◆ **Task statement**
I would like each line of the data that holds the word "applied" copied out.

◆ **Information shown**
━━━

//! Command-line interface for batch motion synthesis

use crate::algorithm::executor::PyramidOptimizer;
use crate::analysis::quality::{IntervalStatus, QualityReport, analyze};
use crate::io::configuration::{
    KeyframeConfig, MOTION_EXTENSION, OUTPUT_SUFFIX, OutputLength, SynthesisConfig,
    VelocityProfileConfig, load_config,
};
use crate::io::error::{Result, computation_error, invalid_parameter};
use crate::io::motion_file::{load_motion, save_motion};
use crate::io::progress::ProgressManager;
use crate::math::interpolation::ResampleKernel;
use clap::Parser;
use std::path::{Path, PathBuf};
use std::time::Instant;
use tracing::{info, warn};

#[derive(Parser)]
#[command(name = "patchmotion")]
#[command(
    author,
    version,
    about = "Synthesize new motion from a single example by multiscale patch matching"
)]
/// Command-line arguments for the motion synthesis tool
// CLI tools commonly need multiple boolean flags for various features and user preferences
#[allow(clippy::struct_excessive_bools)]
pub struct Cli {
    /// Input motion file (JSON) or directory of motion files
    #[arg(value_name = "TARGET")]
    pub target: PathBuf,

    /// TOML configuration file; command-line values override it
    #[arg(short, long)]
    pub config: Option<PathBuf>,

    /// Directory for synthesized motions (defaults to the input's directory)
    #[arg(short, long)]
    pub output_dir: Option<PathBuf>,

    /// Random seed for reproducible synthesis
    #[arg(short, long)]
    pub seed: Option<u64>,

    /// Output length as a frame count or a multiple such as "2x"
    #[arg(short = 'f', long)]
    pub num_frames: Option<OutputLength>,

    /// Output length in seconds (overrides --num-frames)
    #[arg(short, long)]
    pub duration: Option<f64>,

    /// Frames per patch
    #[arg(short, long)]
    pub patch_size: Option<usize>,

    /// Resolution ratio between adjacent pyramid levels
    #[arg(long)]
    pub pyr_factor: Option<f64>,

    /// Optimization steps per pyramid level
    #[arg(long)]
    pub num_steps: Option<usize>,

    /// Standard deviation of the initialization noise
    #[arg(long)]
    pub noise_sigma: Option<f64>,

    /// Completeness/diversity trade-off
    #[arg(long)]
    pub alpha: Option<f64>,

    /// Cap on the number of pyramid levels
    #[arg(long)]
    pub num_stages_limit: Option<usize>,

    /// Interpolation between pyramid levels
    #[arg(long, value_parser = parse_kernel)]
    pub resample_kernel: Option<ResampleKernel>,

    /// Treat root channels as absolute positions instead of velocities
    #[arg(long)]
    pub no_velo: bool,

    /// Pin the first N frames to the input
    #[arg(long)]
    pub keyframe_first_n: Option<usize>,

    /// Pin the last N frames to the input
    #[arg(long)]
    pub keyframe_last_n: Option<usize>,

    /// Start of a custom pinned range (negative counts from the end)
    #[arg(long, allow_hyphen_values = true)]
    pub keyframe_start: Option<isize>,

    /// End of a custom pinned range, -1 for an open end
    #[arg(long, allow_hyphen_values = true)]
    pub keyframe_end: Option<isize>,

    /// Move the final root position onto the input's (may cause foot sliding)
    #[arg(long)]
    pub fix_final_position: bool,

    /// Velocity profile type
    #[arg(long)]
    pub velocity_profile: Option<String>,

    /// Profile speed at the first frame
    #[arg(long)]
    pub start_speed: Option<f64>,

    /// Profile speed at the last frame
    #[arg(long)]
    pub end_speed: Option<f64>,

    /// Weight of the velocity loss
    #[arg(long)]
    pub velocity_loss_weight: Option<f64>,

    /// Weight of the temporal coherence penalty
    #[arg(long)]
    pub temporal_coherence_weight: Option<f64>,

    /// Restrict matching candidates by speed
    #[arg(long)]
    pub velocity_aware_search: bool,

    /// Relative tolerance of the speed filter
    #[arg(long)]
    pub velocity_tolerance: Option<f64>,

    /// Log a pose and trajectory quality report for every output
    #[arg(short, long)]
    pub report: bool,

    /// Suppress progress output
    #[arg(short, long)]
    pub quiet: bool,

    /// Process files even if output exists
    #[arg(short, long)]
    pub no_skip: bool,
}

fn parse_kernel(s: &str) -> std::result::Result<ResampleKernel, String> {
    match s {
        "linear" => Ok(ResampleKernel::Linear),
        "cubic" => Ok(ResampleKernel::Cubic),
        other => Err(format!("unknown kernel '{other}', expected linear or cubic")),
    }
}

impl Cli {
    /// Check if existing output files should be skipped
    pub const fn skip_existing(&self) -> bool {
        !self.no_skip
    }

    /// Check if progress should be displayed
    pub const fn should_show_progress(&self) -> bool {
        !self.quiet
    }

    /// Configuration file values with command-line overrides applied
    ///
    /// # Errors
    ///
    /// Returns an error if the configuration file cannot be read or parsed
    pub fn config(&self) -> Result<SynthesisConfig> {
        let mut config = match &self.config {
            Some(path) => load_config(path)?,
            None => SynthesisConfig::default(),
        };
        self.apply_overrides(&mut config);
        Ok(config)
    }

    /// Overwrite configuration values given on the command line
    pub fn apply_overrides(&self, config: &mut SynthesisConfig) {
        if let Some(seed) = self.seed {
            config.seed = seed;
        }
        if self.num_frames.is_some() {
            config.num_frames = self.num_frames;
        }
        if self.duration.is_some() {
            config.duration = self.duration;
        }
        if let Some(patch_size) = self.patch_size {
            config.patch_size = patch_size;
        }
        if let Some(pyr_factor) = self.pyr_factor {
            config.pyr_factor = pyr_factor;
        }
        if let Some(num_steps) = self.num_steps {
            config.num_steps = num_steps;
        }
        if let Some(noise_sigma) = self.noise_sigma {
            config.noise_sigma = noise_sigma;
        }
        if self.alpha.is_some() {
            config.alpha = self.alpha;
        }
        if self.num_stages_limit.is_some() {
            config.num_stages_limit = self.num_stages_limit;
        }
        if let Some(kernel) = self.resample_kernel {
            config.resample_kernel = kernel;
        }
        if self.no_velo {
            config.use_velo = false;
        }

        let keyframe_requested = self.keyframe_first_n.is_some()
            || self.keyframe_last_n.is_some()
            || self.keyframe_start.is_some()
            || self.fix_final_position;
        if keyframe_requested {
            let keyframes = config.keyframes.get_or_insert_with(KeyframeConfig::default);
            if self.keyframe_first_n.is_some() {
                keyframes.first_n = self.keyframe_first_n;
            }
            if self.keyframe_last_n.is_some() {
                keyframes.last_n = self.keyframe_last_n;
            }
            if self.keyframe_start.is_some() {
                keyframes.start = self.keyframe_start;
                keyframes.end = self.keyframe_end;
            }
            keyframes.fix_final_position |= self.fix_final_position;
        }

        if let Some(profile_type) = &self.velocity_profile {
            let profile = config
                .velocity_profile
                .get_or_insert_with(VelocityProfileConfig::default);
            profile.profile_type.clone_from(profile_type);
        }
        if let Some(profile) = config.velocity_profile.as_mut() {
            if let Some(v) = self.start_speed {
                profile.start_speed = v;
            }
            if let Some(v) = self.end_speed {
                profile.end_speed = v;
            }
            if let Some(v) = self.velocity_loss_weight {
                profile.loss_weight = v;
            }
        }

        if let Some(weight) = self.temporal_coherence_weight {
            config.temporal_coherence_weight = weight;
        }
        if self.velocity_aware_search {
            config.use_velocity_aware_search = true;
        }
        if let Some(tol) = self.velocity_tolerance {
            config.velocity_tolerance = tol;
        }
    }
}

/// Orchestrates batch synthesis of motion files with progress tracking
pub struct FileProcessor {
    cli: Cli,
    config: SynthesisConfig,
    progress_manager: Option<ProgressManager>,
}

impl FileProcessor {
    /// Create a new file processor with the given CLI arguments
    ///
    /// # Errors
    ///
    /// Returns an error if the configuration file cannot be loaded
    pub fn new(cli: Cli) -> Result<Self> {
        let config = cli.config()?;
        let progress_manager = cli.should_show_progress().then(ProgressManager::new);

        Ok(Self {
            cli,
            config,
            progress_manager,
        })
    }

    /// Configuration applied to every file
    pub const fn config(&self) -> &SynthesisConfig {
        &self.config
    }

    /// Process files according to CLI arguments
    ///
    /// # Errors
    ///
    /// Returns an error if target validation or any synthesis fails
    pub fn process(&mut self) -> Result<()> {
        let files = self.collect_files()?;

        if files.is_empty() {
            return Ok(());
        }

        if let Some(ref mut pm) = self.progress_manager {
            pm.initialize(files.len());
        }

        for (index, file) in files.iter().enumerate() {
            self.process_file(file, index)?;
        }

        if let Some(ref pm) = self.progress_manager {
            pm.finish();
        }

        Ok(())
    }

    /// Motion files the target names, minus skipped ones
    ///
    /// # Errors
    ///
    /// Returns an error if the target is neither a motion file nor a directory
    pub fn collect_files(&self) -> Result<Vec<PathBuf>> {
        let target = &self.cli.target;
        if target.is_file() {
            if !is_motion_file(target) {
                return Err(invalid_parameter(
                    "target",
                    &target.display(),
                    &format!("input must be a .{MOTION_EXTENSION} motion file"),
                ));
            }
            Ok(if self.should_process_file(target) {
                vec![target.clone()]
            } else {
                Vec::new()
            })
        } else if target.is_dir() {
            let mut files = Vec::new();
            for entry in std::fs::read_dir(target)? {
                let path = entry?.path();
                if is_motion_file(&path) && !is_output_file(&path) && self.should_process_file(&path)
                {
                    files.push(path);
                }
            }
            files.sort();
            Ok(files)
        } else {
            Err(invalid_parameter(
                "target",
                &target.display(),
                &"must be a motion file or a directory",
            ))
        }
    }

    fn should_process_file(&self, input_path: &Path) -> bool {
        if !self.cli.skip_existing() {
            return true;
        }
        let output_path = self.output_path(input_path);
        if output_path.exists() {
            info!(input = %input_path.display(), "skipping, output exists");
            false
        } else {
            true
        }
    }

    fn process_file(&mut self, input_path: &Path, index: usize) -> Result<()> {
        let start_time = Instant::now();
        let output_path = self.output_path(input_path);

        let reference = load_motion(input_path)?;
        let plan = self.config.plan(&reference)?;
        let mut optimizer = PyramidOptimizer::new(&reference, plan)?;

        if let Some(ref mut pm) = self.progress_manager {
            pm.start_file(index, input_path, optimizer.total_iterations());
        }

        while let Some(report) = optimizer.step()? {
            if let Some(ref mut pm) = self.progress_manager {
                pm.record_iteration(index, &report);
            }
        }

        let motion = optimizer
            .result()
            .ok_or_else(|| computation_error("synthesis", &"optimizer did not finish"))?;
        save_motion(&output_path, motion)?;

        info!(
            input = %input_path.display(),
            output = %output_path.display(),
            frames = motion.frames(),
            elapsed_ms = start_time.elapsed().as_millis(),
            "motion synthesized"
        );

        if self.cli.report {
            match analyze(motion) {
                Ok(report) => log_quality_report(&output_path, &report),
                Err(e) => warn!(error = %e, "quality report skipped"),
            }
        }

        if let Some(ref mut pm) = self.progress_manager {
            pm.complete_file(index);
        }

        Ok(())
    }

    /// Where the synthesized motion for `input_path` is written
    pub fn output_path(&self, input_path: &Path) -> PathBuf {
        let stem = input_path.file_stem().unwrap_or_default();
        let output_name = format!(
            "{}{}_seed{:06}.{MOTION_EXTENSION}",
            stem.to_string_lossy(),
            OUTPUT_SUFFIX,
            self.config.seed
        );
        match (&self.cli.output_dir, input_path.parent()) {
            (Some(dir), _) => dir.join(output_name),
            (None, Some(parent)) => parent.join(output_name),
            (None, None) => PathBuf::from(output_name),
        }
    }
}

fn is_motion_file(path: &Path) -> bool {
    path.extension().and_then(|s| s.to_str()) == Some(MOTION_EXTENSION)
}

fn is_output_file(path: &Path) -> bool {
    path.file_stem()
        .and_then(|s| s.to_str())
        .is_some_and(|s| s.contains(&format!("{OUTPUT_SUFFIX}_seed")))
}

fn log_quality_report(path: &Path, report: &QualityReport) {
    info!(
        output = %path.display(),
        frames = report.frames,
        total_distance = report.total_distance,
        heading = report.main_heading_degrees,
        "quality report"
    );
    for interval in &report.intervals {
        let flagged = matches!(
            interval.status,
            IntervalStatus::StaticPoseMoving | IntervalStatus::NoTravel
        );
        if flagged {
            warn!(
                frames = ?interval.frames,
                speed = interval.mean_root_speed,
                pose_change = interval.mean_pose_change,
                status = %interval.status,
                "interval flagged"
            );
        } else {
            info!(
                frames = ?interval.frames,
                speed = interval.mean_root_speed,
                pose_change = interval.mean_pose_change,
                heading_deviation = interval.heading_deviation,
                status = %interval.status,
                "interval"
            );
        }
    }
    for segment in &report.sliding_segments {
        warn!(frames = ?segment, "frozen pose sliding");
    }
}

━━━

◆ **Task response**
    /// Configuration file values with command-line overrides applied
    /// Configuration applied to every file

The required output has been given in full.